Relief efforts to alleviate the pain of earthquake victims in Turkey led to an extraordinary moment in the country’s politics as the leaders of the pro-Kurdish Peoples’ Democratic Party (HDP) and the main opposition Republican People’s Party (CHP) made a joint declaration on Saturday.
Pervin Buldan, co-chair of the HDP, and Kemal Kılıçdaroğlu, leader of the CHP, met in the Kurdish-majority southeastern province of Diyarbakır in front of a collapsed building along with delegations of the two parties’ executives and mayors.
Buldan gave information to Kılıçdaroğlu about the building. The politician told the press that a mother and her children were saved on the sixth day of the disaster, adding that there is still hope.
“We all suffer the same pain, we are all trying to heal wounds. I want to particularly say that this government has been buried under the wreckage in this earthquake. But it is a fact that humanity came out from this wreckage. People, independent of their political opinions, religions, beliefs, have held onto each other with a spirit of solidarity,” Buldan said.

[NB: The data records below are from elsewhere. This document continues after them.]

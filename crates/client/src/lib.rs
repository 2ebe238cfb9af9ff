//! HTTP implementation of the wizard's submit gateway.
//!
//! The wizard controller in `medicert-core` is transport-agnostic; this
//! crate supplies the one real transport: a single JSON POST to the
//! registry's `/api/submit` endpoint with an explicit bounded timeout.

pub mod gateway;

pub use gateway::HttpSubmitGateway;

Kılıçdaroğlu also made a statement. “The earthquake has clamped the society together. We want to provide bandage to the pain. We want to be together. I believe that the pain can be alleviated when it is shared,” he said.
The politician also criticised the failure of the government in coordinating relief efforts, thanking all state employees and civil society organisations shouldering the relief work on the ground.
Both political parties feverishly oppose the country’s Justice and Development Party (AKP) and its leader Recep Tayyip Erdoğan. However, years-long sentiments around the Kurdish question and the government’s efforts to criminalise any joint efforts of the HDP and the CHP have caused the two parties to prefer a distanced relationship, apart from some exceptional joint actions and meetings.